== What to do ==
Filter the material below down to the lines with the word "super" and give those lines.

== Segment start ==

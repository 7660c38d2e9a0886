use super::traits::{ChatMessage, Provider};
use async_trait::async_trait;
use std::time::Duration;

const MAX_BACKOFF_MS: u64 = 10_000;

/// How a failed chat call is treated by [`ReliableProvider`].
#[derive(Debug, Clone, Copy, PartialEq, Eq)]
enum Failure {
    /// Worth another attempt: timeouts, rate limits, 5xx, connection errors.
    Transient,
    /// Will fail the same way again: bad request, auth, missing key, quota.
    Permanent,
}

fn classify(err: &anyhow::Error) -> Failure {
    let msg = err.to_string();
    if msg.contains("API key not set") || quota_exhausted(&msg) {
        return Failure::Permanent;
    }

    let status = err
        .downcast_ref::<reqwest::Error>()
        .and_then(reqwest::Error::status)
        .map(|s| s.as_u16())
        .or_else(|| {
            msg.split(|c: char| !c.is_ascii_digit())
                .filter_map(|word| word.parse::<u16>().ok())
                .find(|code| (400..600).contains(code))
        });
    match status {
        Some(408 | 429) | None => Failure::Transient,
        Some(code) if (400..500).contains(&code) => Failure::Permanent,
        Some(_) => Failure::Transient,
    }
}

fn quota_exhausted(message: &str) -> bool {
    let lower = message.to_ascii_lowercase();
    lower.contains("insufficient_quota")
        || lower.contains("exceeded your current quota")
        || lower.contains("billing")
}

/// Wraps a backend with bounded retries and doubling backoff.
///
/// A seat's turn is one logical model call; the game sees either the final
/// reply or one error listing every attempt.
pub struct ReliableProvider {
    inner: Box<dyn Provider>,
    max_retries: u32,
    base_backoff_ms: u64,
}

impl ReliableProvider {
    pub fn new(inner: Box<dyn Provider>, max_retries: u32, base_backoff_ms: u64) -> Self {
        Self {
            inner,
            max_retries,
            base_backoff_ms: base_backoff_ms.max(1),
        }
    }

    fn backoff(&self, attempt: u32) -> Duration {
        let factor = 1_u64.checked_shl(attempt).unwrap_or(u64::MAX);
        Duration::from_millis(self.base_backoff_ms.saturating_mul(factor).min(MAX_BACKOFF_MS))
    }
}

#[async_trait]
impl Provider for ReliableProvider {
    fn name(&self) -> &str {
        self.inner.name()
    }

    async fn chat(
        &self,
        system_prompt: Option<&str>,
        messages: &[ChatMessage],
        model: &str,
        temperature: f64,
    ) -> anyhow::Result<String> {
        let attempts = self.max_retries + 1;
        let mut errors = Vec::new();

        for attempt in 0..attempts {
            let err = match self
                .inner
                .chat(system_prompt, messages, model, temperature)
                .await
            {
                Ok(text) => {
                    if attempt > 0 {
                        tracing::info!(
                            provider = self.name(),
                            model,
                            attempt,
                            "model call recovered"
                        );
                    }
                    return Ok(text);
                }
                Err(err) => err,
            };

            let failure = classify(&err);
            errors.push(format!("attempt {}/{attempts}: {err}", attempt + 1));
            if failure == Failure::Permanent {
                tracing::warn!(
                    provider = self.name(),
                    model,
                    error = %err,
                    "model call failed permanently"
                );
                break;
            }
            if attempt + 1 < attempts {
                let wait = self.backoff(attempt);
                tracing::warn!(
                    provider = self.name(),
                    model,
                    attempt = attempt + 1,
                    wait_ms = u64::try_from(wait.as_millis()).unwrap_or(u64::MAX),
                    "model call failed, retrying"
                );
                tokio::time::sleep(wait).await;
            }
        }

        anyhow::bail!(
            "{} failed for model {model}:\n{}",
            self.name(),
            errors.join("\n")
        )
    }
}

#[cfg(test)]
mod tests {
    use super::*;
    use std::sync::Arc;
    use std::sync::atomic::{AtomicUsize, Ordering};

    /// Fails with `error` for the first `failures` calls, then answers "J".
    struct Flaky {
        calls: Arc<AtomicUsize>,
        failures: usize,
        error: &'static str,
    }

    #[async_trait]
    impl Provider for Flaky {
        fn name(&self) -> &str {
            "flaky"
        }

        async fn chat(
            &self,
            _system_prompt: Option<&str>,
            _messages: &[ChatMessage],
            _model: &str,
            _temperature: f64,
        ) -> anyhow::Result<String> {
            if self.calls.fetch_add(1, Ordering::SeqCst) < self.failures {
                anyhow::bail!(self.error);
            }
            Ok("J".into())
        }
    }

    fn flaky(
        failures: usize,
        error: &'static str,
        retries: u32,
    ) -> (ReliableProvider, Arc<AtomicUsize>) {
        let calls = Arc::new(AtomicUsize::new(0));
        let inner = Flaky {
            calls: Arc::clone(&calls),
            failures,
            error,
        };
        (ReliableProvider::new(Box::new(inner), retries, 1), calls)
    }

    #[tokio::test]
    async fn transient_failures_are_retried() {
        let (provider, calls) = flaky(2, "503 Service Unavailable", 2);
        assert_eq!(provider.ask(None, "move?", "m", 0.0).await.unwrap(), "J");
        assert_eq!(calls.load(Ordering::SeqCst), 3);
    }

    #[tokio::test]
    async fn exhausted_retries_list_every_attempt() {
        let (provider, calls) = flaky(usize::MAX, "connection reset", 1);
        let msg = provider.ask(None, "move?", "m", 0.0).await.unwrap_err().to_string();
        assert!(msg.contains("attempt 1/2: connection reset"));
        assert!(msg.contains("attempt 2/2: connection reset"));
        assert_eq!(calls.load(Ordering::SeqCst), 2);
    }

    #[tokio::test]
    async fn permanent_failure_stops_at_once() {
        let (provider, calls) = flaky(usize::MAX, "401 Unauthorized", 3);
        assert!(provider.ask(None, "move?", "m", 0.0).await.is_err());
        assert_eq!(calls.load(Ordering::SeqCst), 1);
    }

    #[test]
    fn classification() {
        let kind = |m: &str| classify(&anyhow::anyhow!(m.to_string()));
        assert_eq!(kind("400 Bad Request"), Failure::Permanent);
        assert_eq!(kind("flaky API key not set"), Failure::Permanent);
        assert_eq!(kind("429: {\"type\":\"insufficient_quota\"}"), Failure::Permanent);
        assert_eq!(kind("429 Too Many Requests"), Failure::Transient);
        assert_eq!(kind("408 Request Timeout"), Failure::Transient);
        assert_eq!(kind("502 Bad Gateway"), Failure::Transient);
        assert_eq!(kind("connection reset"), Failure::Transient);
    }

    #[test]
    fn backoff_doubles_up_to_cap() {
        let (provider, _) = flaky(0, "", 0);
        let provider = ReliableProvider { base_backoff_ms: 500, ..provider };
        assert_eq!(provider.backoff(0), Duration::from_millis(500));
        assert_eq!(provider.backoff(2), Duration::from_millis(2000));
        assert_eq!(provider.backoff(40), Duration::from_millis(MAX_BACKOFF_MS));
    }
}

== Segment end ==

== Exercise result ==
use super::traits::{ChatMessage, Provider};
    use super::*;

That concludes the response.